- Directed by: Ahmed El Maanouni
- Screenplay by: Ahmed El Maanouni
- Produced by: Izza Génini Souheil Ben-Barka
- Cinematography: Ahmed El Maanouni
- Edited by: Jean-Claude Bonfanti
- Music by: Nass El Ghiwane
- Release date: 1981;
- Running time: 88 minutes
- Country: Morocco
- Language: Arabic

= Trances (film) =

1981 Moroccan documentary film

Trances (الحال; Transes) is a 1981 documentary film about the influential Moroccan avant-pop band Nass El Ghiwane. It was shot, written, and directed by Ahmed El Maanouni.

==Summary==
The film is primarily composed of scenes portraying the band performing concerts in Morocco, interspersed with excerpts from interviews with band members about the meaning of their songs and music. The film also includes archival footage of colonial-era Morocco in the form of flashback sequences, as well as personal moments in the band members' daily lives.

==Production history==
Maânouni presented a working copy of the film to its eventual producer, Izza Génini (known for distributing musical films), at the first screening of his previous film Alyam, Alyam. After hearing Larbi Batma's voice and attending a concert held by the band, Génini offered her services to Maânouni as a producer. Soon, the initial project (which was a filmed concert) expanded in scope to become a feature-length documentary following the band's activities.

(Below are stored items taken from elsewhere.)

pub mod scenario;
pub mod util;

pub use util::{load_config, split_csv};
//! Pending person selection for each track.
//!
//! Selections are edited through pure commands: [`apply_selection`] takes the
//! current selection and a picked field and returns the next one.
use serde::{Deserialize, Serialize};

use crate::error::ValidationError;
use crate::person::{AgeCategory, FlagCategory, FlagSet, PersonRecord, RoleCategory};
use crate::track::TrackId;

/// One attribute picked in the person builder.
#[derive(Debug, Clone, Copy, PartialEq, Eq, Serialize, Deserialize)]
#[serde(tag = "field", content = "value", rename_all = "snake_case")]
pub enum SelectionField {
    Age(AgeCategory),
    Role(RoleCategory),
    Flag(FlagCategory),
}

/// Attributes picked so far for the next person on a track.
#[derive(Debug, Clone, Default, PartialEq, Eq, Serialize, Deserialize)]
pub struct Selection {
    #[serde(default)]
    pub age: Option<AgeCategory>,
    #[serde(default)]
    pub role: Option<RoleCategory>,
    #[serde(default)]
    pub flags: FlagSet,
}

impl Selection {
    /// Whether both required attributes are picked.
    #[must_use]
    pub const fn is_complete(&self) -> bool {
        self.age.is_some() && self.role.is_some()
    }

    /// Turn the selection into a person.
    ///
    /// # Errors
    ///
    /// Returns [`ValidationError::IncompleteSelection`] unless both age and
    /// role are picked.
    pub fn commit(&self) -> Result<PersonRecord, ValidationError> {
        match (self.age, self.role) {
            (Some(age), Some(role)) => {
                Ok(PersonRecord::new(age, role).with_flags(self.flags.iter()))
            }
            _ => Err(ValidationError::IncompleteSelection),
        }
    }
}

/// Next selection after picking `field`.
///
/// Age and role are single-choice: picking the current value clears it,
/// picking another replaces it. Flags toggle membership.
#[must_use]
pub fn apply_selection(selection: &Selection, field: SelectionField) -> Selection {
    let mut next = selection.clone();
    match field {
        SelectionField::Age(age) => {
            next.age = (selection.age != Some(age)).then_some(age);
        }
        SelectionField::Role(role) => {
            next.role = (selection.role != Some(role)).then_some(role);
        }
        SelectionField::Flag(flag) => next.flags.toggle(flag),
    }
    next
}

/// Independent selections for both tracks.
#[derive(Debug, Clone, Default, PartialEq, Eq, Serialize, Deserialize)]
pub struct SelectionState {
    track1: Selection,
    track2: Selection,
}

impl SelectionState {
    #[must_use]
    pub const fn get(&self, track: TrackId) -> &Selection {
        match track {
            TrackId::One => &self.track1,
            TrackId::Two => &self.track2,
        }
    }

    const fn get_mut(&mut self, track: TrackId) -> &mut Selection {
        match track {
            TrackId::One => &mut self.track1,
            TrackId::Two => &mut self.track2,
        }
    }

    /// Apply a pick to one track's selection.
    pub fn apply(&mut self, track: TrackId, field: SelectionField) -> &Selection {
        let slot = self.get_mut(track);
        *slot = apply_selection(slot, field);
        slot
    }

    /// Build the person selected for `track` and reset that selection.
    ///
    /// # Errors
    ///
    /// Returns [`ValidationError::IncompleteSelection`] when age or role is
    /// missing; the selection is left as it was.
    pub fn commit(&mut self, track: TrackId) -> Result<PersonRecord, ValidationError> {
        let person = self.get(track).commit()?;
        self.clear(track);
        Ok(person)
    }

    pub fn clear(&mut self, track: TrackId) {
        *self.get_mut(track) = Selection::default();
    }
}

#[cfg(test)]
mod tests {
    use super::*;

    #[test]
    fn picking_same_age_twice_clears_it() {
        let picked = apply_selection(&Selection::default(), SelectionField::Age(AgeCategory::Teen));
        assert_eq!(picked.age, Some(AgeCategory::Teen));
        let cleared = apply_selection(&picked, SelectionField::Age(AgeCategory::Teen));
        assert_eq!(cleared.age, None);
        let replaced = apply_selection(&picked, SelectionField::Age(AgeCategory::Elder));
        assert_eq!(replaced.age, Some(AgeCategory::Elder));
    }

    #[test]
    fn flags_toggle_independently() {
        let sel = apply_selection(&Selection::default(), SelectionField::Flag(FlagCategory::Friend));
        let sel = apply_selection(&sel, SelectionField::Flag(FlagCategory::Innocent));
        assert_eq!(sel.flags.len(), 2);
        let sel = apply_selection(&sel, SelectionField::Flag(FlagCategory::Friend));
        assert!(!sel.flags.contains(FlagCategory::Friend));
        assert!(sel.flags.contains(FlagCategory::Innocent));
    }

    #[test]
    fn apply_leaves_input_untouched() {
        let original = Selection::default();
        let _ = apply_selection(&original, SelectionField::Role(RoleCategory::Nurse));
        assert_eq!(original, Selection::default());
    }

    #[test]
    fn commit_requires_age_and_role() {
        let mut state = SelectionState::default();
        state.apply(TrackId::One, SelectionField::Age(AgeCategory::Adult));
        assert_eq!(
            state.commit(TrackId::One),
            Err(ValidationError::IncompleteSelection)
        );
        state.apply(TrackId::One, SelectionField::Role(RoleCategory::Doctor));
        state.apply(TrackId::One, SelectionField::Flag(FlagCategory::SavesLives));
        let person = state.commit(TrackId::One).unwrap();
        assert_eq!(
            person,
            PersonRecord::new(AgeCategory::Adult, RoleCategory::Doctor)
                .with_flags([FlagCategory::SavesLives])
        );
        assert!(state.get(TrackId::Two).age.is_none());
    }

    #[test]
    fn commit_resets_only_the_committed_track() {
        let mut state = SelectionState::default();
        for track in TrackId::BOTH {
            state.apply(track, SelectionField::Age(AgeCategory::Teen));
            state.apply(track, SelectionField::Role(RoleCategory::Student));
            state.apply(track, SelectionField::Flag(FlagCategory::Friend));
        }
        state.commit(TrackId::One).unwrap();
        assert_eq!(state.get(TrackId::One), &Selection::default());
        assert!(state.get(TrackId::Two).is_complete());
        assert_eq!(
            state.commit(TrackId::One),
            Err(ValidationError::IncompleteSelection)
        );
    }
}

Originally released in 1981, it was restored in 2007 by the World Cinema Foundation at Cineteca di Bologna/L'Immagine Ritrovata Laboratory. The film was picked specifically by Martin Scorsese for the World Cinema Foundation's first release and was screened at the Cannes Film Festival in 2007 and at Djemaa el-Fna square in Marrakesh, Morocco. The film has since been distributed by the Criterion Collection.